Investors need to be careful with the liabilities of a partnership when sourcing for funding. A “Limited recourse” finance plan takes care of such liabilities. For higher-risk countries, Public-Private Partnerships are the best approach. Other financing considerations include:

The time it takes for an investor’s loan to be approved depends on several factors, but the most important are the size of the project and the amount of risk involved. However, the current unstable gas market is posing a threat to project funding. The potential sources of financing for LNG projects include bank debts, ECAs (Export credit agencies), sponsors, multilateral, equity, and bonds.

3.1 Setting Gas Prices

LNG prices vary from segment to segment, and setting the right prices is crucial for an investor. Several formulas already exist for setting LNG prices, but most follow oil-based pricing. Europe, however, has recently adopted pricing based on the gas-on-gas method.

In Africa, the goal is to move to LNG imports and establish small-scale LNG projects. As a result, no pricing mechanism has been set yet.

4. Understanding Natural Gas and LNG: Modern Technology

4.1 Liquefaction options

Most African nations are adopting floating liquefaction solutions instead of the usual expensive trains. This is because of the resources’ remote location and environmental issues. Instead of trains, the liquefaction process occurs at sea on the vessel: the same process but with different technology.

4.2 Shipping options

In the past, most LNG carriers had an average capacity of 125,000 cubic meters. Today, however, LNG carriers (particularly Qatari ships) have a capacity of up to 266,000 cubic meters, with the largest accommodating 6 billion cubic feet of gas. Modern ships not only provide a more substantial carrying capacity, but they are also more fuel-efficient and have reduced operating costs. The cost of these vessels is equally high. Most cost over $200 million, with a daily charter rate of over $80,000. Ships without secure long-term charters often face economic challenges due to the less lucrative short-term charters available.

In addition, LNG sellers pass on their cost pressures (resulting from gas oversupply) to shippers. This has led to a shift in charter agreements, where shippers are compensated for the loaded leg of the journey but only receive a modest bonus for the return leg. To combat the current downturn in the shipping market, many shippers are converting their LNG carriers into multipurpose floating facilities, with floating liquefaction (FLNG) facilities being the most common. These converted carriers are ideal for African markets to initiate a reliable gas stream for use in power projects. Later, indigenously produced gas can supplement LNG imports. This is after the projects have been undertaken and the domestic market has grown.

Currently, shippers are using smaller marine carriers, known as the “break-bulk” approach. They use even smaller vessels to reload regasified LNG from their regasification terminals. Storage considerations are essential to ensure adequate gas supply during peak demand periods. Finally, for small-scale LNG projects, trucks and small ships are the preferred modes of transportation.
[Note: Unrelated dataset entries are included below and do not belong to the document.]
//! Helpers for running child processes with timeouts, cancellation and bounded output.

use std::io::{Read, Write};
use std::process::{Command, ExitStatus, Stdio};
use std::thread;
use std::time::{Duration, Instant};

use anyhow::{Context, Result, anyhow};
use tracing::{debug, error, instrument, warn};
use wait_timeout::ChildExt;

use crate::cancel::CancelToken;

/// How often a running child is checked for cancellation.
const CANCEL_POLL: Duration = Duration::from_millis(50);

/// Captured child process output.
#[derive(Debug)]
pub struct CommandOutput {
    pub status: ExitStatus,
    pub stdout: Vec<u8>,
    pub stderr: Vec<u8>,
    pub stdout_truncated: usize,
    pub stderr_truncated: usize,
    pub timed_out: bool,
    pub cancelled: bool,
}

impl CommandOutput {
    pub fn success(&self) -> bool {
        self.status.success() && !self.timed_out && !self.cancelled
    }

    /// Stdout and stderr rendered as one diagnostic block.
    pub fn combined_text(&self) -> String {
        let mut buf = String::new();
        buf.push_str(&String::from_utf8_lossy(&self.stdout));
        if self.stdout_truncated > 0 {
            buf.push_str(&format!(
                "\n[stdout truncated {} bytes]\n",
                self.stdout_truncated
            ));
        }
        if !self.stderr.is_empty() {
            if !buf.is_empty() && !buf.ends_with('\n') {
                buf.push('\n');
            }
            buf.push_str(&String::from_utf8_lossy(&self.stderr));
        }
        if self.stderr_truncated > 0 {
            buf.push_str(&format!(
                "\n[stderr truncated {} bytes]\n",
                self.stderr_truncated
            ));
        }
        buf
    }
}

/// Run a command with a timeout and capture stdout/stderr without risking pipe deadlocks.
///
/// Output is read concurrently while the child runs. `output_limit_bytes` bounds the amount of
/// stdout/stderr stored in memory (bytes beyond this are discarded while still draining the pipe).
/// The child is killed when `timeout` elapses or `cancel` fires.
#[instrument(skip_all, fields(timeout_secs = timeout.as_secs(), output_limit_bytes = output_limit_bytes))]
pub fn run_command(
    mut cmd: Command,
    stdin: Option<&[u8]>,
    timeout: Duration,
    output_limit_bytes: usize,
    cancel: &CancelToken,
) -> Result<CommandOutput> {
    if stdin.is_some() {
        cmd.stdin(Stdio::piped());
    } else {
        cmd.stdin(Stdio::null());
    }
    cmd.stdout(Stdio::piped()).stderr(Stdio::piped());

    debug!("spawning child process");
    let mut child = match cmd.spawn() {
        Ok(c) => c,
        Err(e) => {
            error!(err = %e, "failed to spawn command");
            return Err(e).context("spawn command");
        }
    };

    if let Some(input) = stdin {
        let mut child_stdin = child
            .stdin
            .take()
            .ok_or_else(|| anyhow!("stdin was not piped"))?;
        child_stdin.write_all(input).context("write stdin")?;
    }

    let stdout = child
        .stdout
        .take()
        .ok_or_else(|| anyhow!("stdout was not piped"))?;
    let stderr = child
        .stderr
        .take()
        .ok_or_else(|| anyhow!("stderr was not piped"))?;

    let stdout_handle = thread::spawn(move || read_stream_limited(stdout, output_limit_bytes));
    let stderr_handle = thread::spawn(move || read_stream_limited(stderr, output_limit_bytes));

    let deadline = Instant::now() + timeout;
    let mut timed_out = false;
    let mut cancelled = false;
    let status = loop {
        let remaining = deadline.saturating_duration_since(Instant::now());
        let slice = remaining.min(CANCEL_POLL);
        if let Some(status) = child.wait_timeout(slice).context("wait for command")? {
            break status;
        }
        if cancel.is_cancelled() {
            warn!("command cancelled, killing");
            cancelled = true;
        } else if Instant::now() >= deadline {
            warn!(
                timeout_secs = timeout.as_secs(),
                "command timed out, killing"
            );
            timed_out = true;
        } else {
            continue;
        }
        child.kill().context("kill command")?;
        break child.wait().context("wait command after kill")?;
    };

    let (stdout, stdout_truncated) = join_output(stdout_handle).context("join stdout")?;
    let (stderr, stderr_truncated) = join_output(stderr_handle).context("join stderr")?;

    if stdout_truncated > 0 || stderr_truncated > 0 {
        warn!(stdout_truncated, stderr_truncated, "output truncated");
    }

    debug!(exit_code = ?status.code(), timed_out, cancelled, "command finished");
    Ok(CommandOutput {
        status,
        stdout,
        stderr,
        stdout_truncated,
        stderr_truncated,
        timed_out,
        cancelled,
    })
}

fn join_output(handle: thread::JoinHandle<Result<(Vec<u8>, usize)>>) -> Result<(Vec<u8>, usize)> {
    match handle.join() {
        Ok(result) => result,
        Err(_) => Err(anyhow!("output reader thread panicked")),
    }
}

fn read_stream_limited<R: Read>(mut reader: R, limit: usize) -> Result<(Vec<u8>, usize)> {
    let mut buf = Vec::new();
    let mut truncated = 0usize;
    let mut chunk = [0u8; 8192];

    loop {
        let n = reader.read(&mut chunk).context("read output")?;
        if n == 0 {
            break;
        }
        let remaining = limit.saturating_sub(buf.len());
        if remaining > 0 {
            let keep = n.min(remaining);
            buf.extend_from_slice(&chunk[..keep]);
            truncated += n.saturating_sub(keep);
        } else {
            truncated += n;
        }
    }

    Ok((buf, truncated))
}

#[cfg(test)]
mod tests {
    use super::*;

    fn sh(script: &str) -> Command {
        let mut cmd = Command::new("sh");
        cmd.arg("-c").arg(script);
        cmd
    }

    #[test]
    fn captures_output_and_status() {
        let output = run_command(
            sh("echo out; echo err 1>&2; exit 3"),
            None,
            Duration::from_secs(10),
            1000,
            &CancelToken::new(),
        )
        .expect("run");
        assert_eq!(output.status.code(), Some(3));
        assert!(!output.success());
        let text = output.combined_text();
        assert!(text.contains("out"));
        assert!(text.contains("err"));
    }

    #[test]
    fn feeds_stdin() {
        let output = run_command(
            sh("cat"),
            Some(b"hello"),
            Duration::from_secs(10),
            1000,
            &CancelToken::new(),
        )
        .expect("run");
        assert!(output.success());
        assert_eq!(output.stdout, b"hello");
    }

    #[test]
    fn kills_on_timeout() {
        let output = run_command(
            sh("sleep 5"),
            None,
            Duration::from_millis(100),
            1000,
            &CancelToken::new(),
        )
        .expect("run");
        assert!(output.timed_out);
        assert!(!output.success());
    }

    #[test]
    fn kills_on_cancellation() {
        let cancel = CancelToken::new();
        cancel.cancel();
        let started = Instant::now();
        let output = run_command(sh("sleep 5"), None, Duration::from_secs(30), 1000, &cancel)
            .expect("run");
        assert!(output.cancelled);
        assert!(!output.timed_out);
        assert!(started.elapsed() < Duration::from_secs(5));
    }

    #[test]
    fn truncates_beyond_limit() {
        let output = run_command(
            sh("printf '0123456789'"),
            None,
            Duration::from_secs(10),
            4,
            &CancelToken::new(),
        )
        .expect("run");
        assert_eq!(output.stdout, b"0123");
        assert_eq!(output.stdout_truncated, 6);
        assert!(output.combined_text().contains("[stdout truncated 6 bytes]"));
    }
}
5. Understanding Natural Gas and LNG: Project Management

5.1 LNG Value Chain Management

Natural gas production can be categorized into three major stages:

5.1.1 Exploring and Drilling

In developing countries, national oil companies dominate the exploration phase with some help from international oil companies. This is due to their lack of experience and the high capital required. Smaller international companies also get involved but fail to complete the projects. Strategic planning determines the overall success of this stage. If this stage succeeds, the rest are more likely to succeed.
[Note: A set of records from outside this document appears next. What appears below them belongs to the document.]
//! Verification gateway: runs one task's check and reports a [`VerificationOutcome`].
//!
//! A gateway never returns an error. Spawn failures, timeouts, policy denials
//! and cancellation are all folded into failed outcomes so the retry loop can
//! classify them like any other failure.

use std::path::PathBuf;
use std::process::Command;
use std::time::Duration;

use tracing::{debug, instrument, warn};

use crate::cancel::CancelToken;
use crate::core::types::VerificationOutcome;
use crate::graph::Task;
use crate::io::policy::{CommandDescriptor, SafetyCheck, Verdict};
use crate::io::process::run_command;

/// Placeholder substituted with the task id in command arguments.
pub const TASK_PLACEHOLDER: &str = "{task}";

/// Per-call parameters supplied by the coordinator.
#[derive(Debug, Clone, Copy)]
pub struct VerifyRequest<'a> {
    pub timeout: Duration,
    pub cancel: &'a CancelToken,
}

pub trait VerificationGateway {
    fn run(&self, task: &Task, request: &VerifyRequest<'_>) -> VerificationOutcome;
}

/// Runs an external command per task; exit status 0 means the task verified.
#[derive(Debug, Clone)]
pub struct CommandGateway<S> {
    command: Vec<String>,
    workdir: PathBuf,
    output_limit_bytes: usize,
    policy: S,
}

impl<S: SafetyCheck> CommandGateway<S> {
    pub fn new(
        command: Vec<String>,
        workdir: impl Into<PathBuf>,
        output_limit_bytes: usize,
        policy: S,
    ) -> Self {
        Self {
            command,
            workdir: workdir.into(),
            output_limit_bytes,
            policy,
        }
    }

    /// The command that would run for `task`, with placeholders substituted.
    pub fn describe(&self, task: &Task) -> Option<CommandDescriptor> {
        let (program, args) = self.command.split_first()?;
        let args = args
            .iter()
            .map(|arg| arg.replace(TASK_PLACEHOLDER, &task.id))
            .collect();
        let mut descriptor = CommandDescriptor::new(program.replace(TASK_PLACEHOLDER, &task.id), args);
        descriptor.workdir = Some(self.workdir.clone());
        Some(descriptor)
    }
}

impl<S: SafetyCheck> VerificationGateway for CommandGateway<S> {
    #[instrument(skip_all, fields(task = %task.id))]
    fn run(&self, task: &Task, request: &VerifyRequest<'_>) -> VerificationOutcome {
        if request.cancel.is_cancelled() {
            return VerificationOutcome::cancelled();
        }
        let Some(descriptor) = self.describe(task) else {
            return VerificationOutcome::failed("verification command is empty");
        };
        if let Verdict::Deny(reason) = self.policy.check(&descriptor) {
            return VerificationOutcome::policy_denied(reason);
        }

        let mut cmd = Command::new(&descriptor.program);
        cmd.args(&descriptor.args).current_dir(&self.workdir);
        debug!(command = %descriptor, "running verification");

        let output = match run_command(
            cmd,
            None,
            request.timeout,
            self.output_limit_bytes,
            request.cancel,
        ) {
            Ok(output) => output,
            Err(err) => {
                warn!(command = %descriptor, err = %format!("{err:#}"), "verification did not run");
                return VerificationOutcome::failed(format!(
                    "failed to run verification command '{descriptor}': {err:#}"
                ));
            }
        };

        let diagnostics = output.combined_text();
        if output.cancelled {
            return VerificationOutcome::cancelled();
        }
        if output.timed_out {
            return VerificationOutcome::timed_out(request.timeout.as_secs(), diagnostics);
        }
        if output.status.success() {
            VerificationOutcome::passed(diagnostics)
        } else {
            let code = output
                .status
                .code()
                .map_or_else(|| "signal".to_string(), |code| code.to_string());
            VerificationOutcome::failed(format!("{diagnostics}\n[exit status: {code}]"))
        }
    }
}

#[cfg(test)]
mod tests {
    use super::*;
    use crate::core::types::FailureDetail;
    use crate::io::policy::{AllowAll, DenyListPolicy};
    use crate::test_support::task;

    fn gateway<S: SafetyCheck>(script: &str, policy: S) -> CommandGateway<S> {
        let temp = std::env::temp_dir();
        CommandGateway::new(
            vec!["sh".to_string(), "-c".to_string(), script.to_string()],
            temp,
            10_000,
            policy,
        )
    }

    fn run<S: SafetyCheck>(gateway: &CommandGateway<S>, timeout: Duration) -> VerificationOutcome {
        let cancel = CancelToken::new();
        gateway.run(
            &task("T1", &[]),
            &VerifyRequest {
                timeout,
                cancel: &cancel,
            },
        )
    }

    #[test]
    fn exit_zero_passes_and_task_id_is_substituted() {
        let outcome = run(&gateway("echo checking {task}", AllowAll), Duration::from_secs(10));
        assert!(outcome.success);
        assert!(outcome.diagnostics.contains("checking T1"));
    }

    #[test]
    fn non_zero_exit_fails_with_diagnostics() {
        let outcome = run(
            &gateway("echo 'SyntaxError: bad' 1>&2; exit 2", AllowAll),
            Duration::from_secs(10),
        );
        assert!(!outcome.success);
        assert!(outcome.diagnostics.contains("SyntaxError: bad"));
        assert!(outcome.diagnostics.contains("[exit status: 2]"));
        assert_eq!(outcome.detail, None);
    }

    #[test]
    fn timeout_is_a_failed_outcome() {
        let outcome = run(&gateway("sleep 5", AllowAll), Duration::from_millis(100));
        assert!(!outcome.success);
        assert!(matches!(
            outcome.detail,
            Some(FailureDetail::TimedOut { .. })
        ));
    }

    #[test]
    fn denied_command_never_runs() {
        let temp = tempfile::tempdir().expect("tempdir");
        let marker = temp.path().join("ran");
        let policy = DenyListPolicy::new(&["forbidden".to_string()]).expect("policy");
        let script = format!("touch {} # forbidden", marker.display());
        let outcome = run(&gateway(&script, policy), Duration::from_secs(10));

        assert!(!outcome.success);
        assert!(matches!(
            outcome.detail,
            Some(FailureDetail::PolicyDenied { .. })
        ));
        assert!(!marker.exists());
    }

    #[test]
    fn spawn_failure_is_folded_into_outcome() {
        let gateway = CommandGateway::new(
            vec!["specloop-definitely-missing-binary".to_string()],
            std::env::temp_dir(),
            1000,
            AllowAll,
        );
        let outcome = run(&gateway, Duration::from_secs(5));
        assert!(!outcome.success);
        assert!(outcome.diagnostics.contains("failed to run verification command"));
    }

    #[test]
    fn cancelled_token_short_circuits() {
        let cancel = CancelToken::new();
        cancel.cancel();
        let outcome = gateway("exit 0", AllowAll).run(
            &task("T1", &[]),
            &VerifyRequest {
                timeout: Duration::from_secs(5),
                cancel: &cancel,
            },
        );
        assert!(outcome.is_cancelled());
    }
}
5.1.2 Processing and Liquefaction

The feed gas is sent to a processing plant for further refining. Liquefaction then occurs, which makes LNG more space-efficient for enhanced transportation. However, processing and liquefaction are the most expensive part of the value chain. As such, this stage will benefit more from careful project management and support from local authorities. Proper shipping and domestic market supply arrangements will also hasten capital and cost recovery. They also enhance revenue generation. That will make the investor look “good” to the host country’s citizens.

5.1.3 Shipping

Specialized LNG carriers transport the liquefied product to a regasification facility. Asians have dominated the shipbuilding industry due to their in-depth design experience. Investors (gas buyers or sellers) then charter these ships for some time (usually the entire project period). However, major project consortiums (like the Qatar projects) build their own ships. The success of this stage depends on the availability of these carriers when needed – usually when the terminal commences operations. The infrastructure, other trucking, and local maritime shipping should also be ready.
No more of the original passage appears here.